Records excerpted from a collection
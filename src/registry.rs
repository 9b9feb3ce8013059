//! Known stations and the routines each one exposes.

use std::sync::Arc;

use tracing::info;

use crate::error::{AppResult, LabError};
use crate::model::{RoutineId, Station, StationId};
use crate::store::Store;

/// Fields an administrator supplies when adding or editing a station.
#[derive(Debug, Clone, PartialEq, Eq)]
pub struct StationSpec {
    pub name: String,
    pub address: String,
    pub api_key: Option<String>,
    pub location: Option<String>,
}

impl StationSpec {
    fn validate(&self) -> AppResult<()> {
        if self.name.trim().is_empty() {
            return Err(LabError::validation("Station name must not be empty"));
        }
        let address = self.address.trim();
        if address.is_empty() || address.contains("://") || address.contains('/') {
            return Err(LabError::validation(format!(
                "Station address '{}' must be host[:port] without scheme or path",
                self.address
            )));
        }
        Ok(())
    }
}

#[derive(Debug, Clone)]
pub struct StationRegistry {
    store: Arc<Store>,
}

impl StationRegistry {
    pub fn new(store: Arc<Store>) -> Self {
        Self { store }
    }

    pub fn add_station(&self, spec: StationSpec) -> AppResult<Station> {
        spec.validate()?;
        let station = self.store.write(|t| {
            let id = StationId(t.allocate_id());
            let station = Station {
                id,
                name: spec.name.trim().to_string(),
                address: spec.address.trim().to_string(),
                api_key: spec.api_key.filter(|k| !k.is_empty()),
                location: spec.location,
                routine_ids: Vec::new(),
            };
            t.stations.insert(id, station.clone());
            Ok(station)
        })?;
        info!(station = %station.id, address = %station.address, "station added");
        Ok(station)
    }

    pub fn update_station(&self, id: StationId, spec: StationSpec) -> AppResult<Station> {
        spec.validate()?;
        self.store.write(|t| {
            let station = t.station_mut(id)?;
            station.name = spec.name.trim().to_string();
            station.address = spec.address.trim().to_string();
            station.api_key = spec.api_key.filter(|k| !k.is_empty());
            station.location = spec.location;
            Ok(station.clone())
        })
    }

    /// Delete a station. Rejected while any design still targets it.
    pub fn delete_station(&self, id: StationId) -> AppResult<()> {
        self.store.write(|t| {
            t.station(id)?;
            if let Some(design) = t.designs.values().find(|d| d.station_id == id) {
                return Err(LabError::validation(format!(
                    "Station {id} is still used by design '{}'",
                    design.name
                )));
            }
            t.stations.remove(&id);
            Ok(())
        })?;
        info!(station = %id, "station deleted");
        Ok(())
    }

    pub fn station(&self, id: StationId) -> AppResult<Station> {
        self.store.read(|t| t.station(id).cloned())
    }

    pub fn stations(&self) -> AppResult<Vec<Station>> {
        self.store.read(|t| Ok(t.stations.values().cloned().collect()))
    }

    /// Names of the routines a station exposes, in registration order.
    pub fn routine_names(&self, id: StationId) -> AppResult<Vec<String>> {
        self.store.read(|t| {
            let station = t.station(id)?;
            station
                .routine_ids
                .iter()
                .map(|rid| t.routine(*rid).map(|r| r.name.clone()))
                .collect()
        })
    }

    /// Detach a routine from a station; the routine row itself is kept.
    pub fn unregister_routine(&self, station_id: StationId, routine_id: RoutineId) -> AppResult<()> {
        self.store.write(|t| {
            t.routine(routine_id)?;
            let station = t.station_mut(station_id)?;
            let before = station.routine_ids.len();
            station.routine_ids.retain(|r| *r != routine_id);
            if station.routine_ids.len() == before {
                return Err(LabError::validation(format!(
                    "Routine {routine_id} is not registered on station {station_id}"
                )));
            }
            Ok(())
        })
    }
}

_Work required_
Work through the data line by line and state how many lines have the string "design"; add nothing else.

_Result of this exercise_
4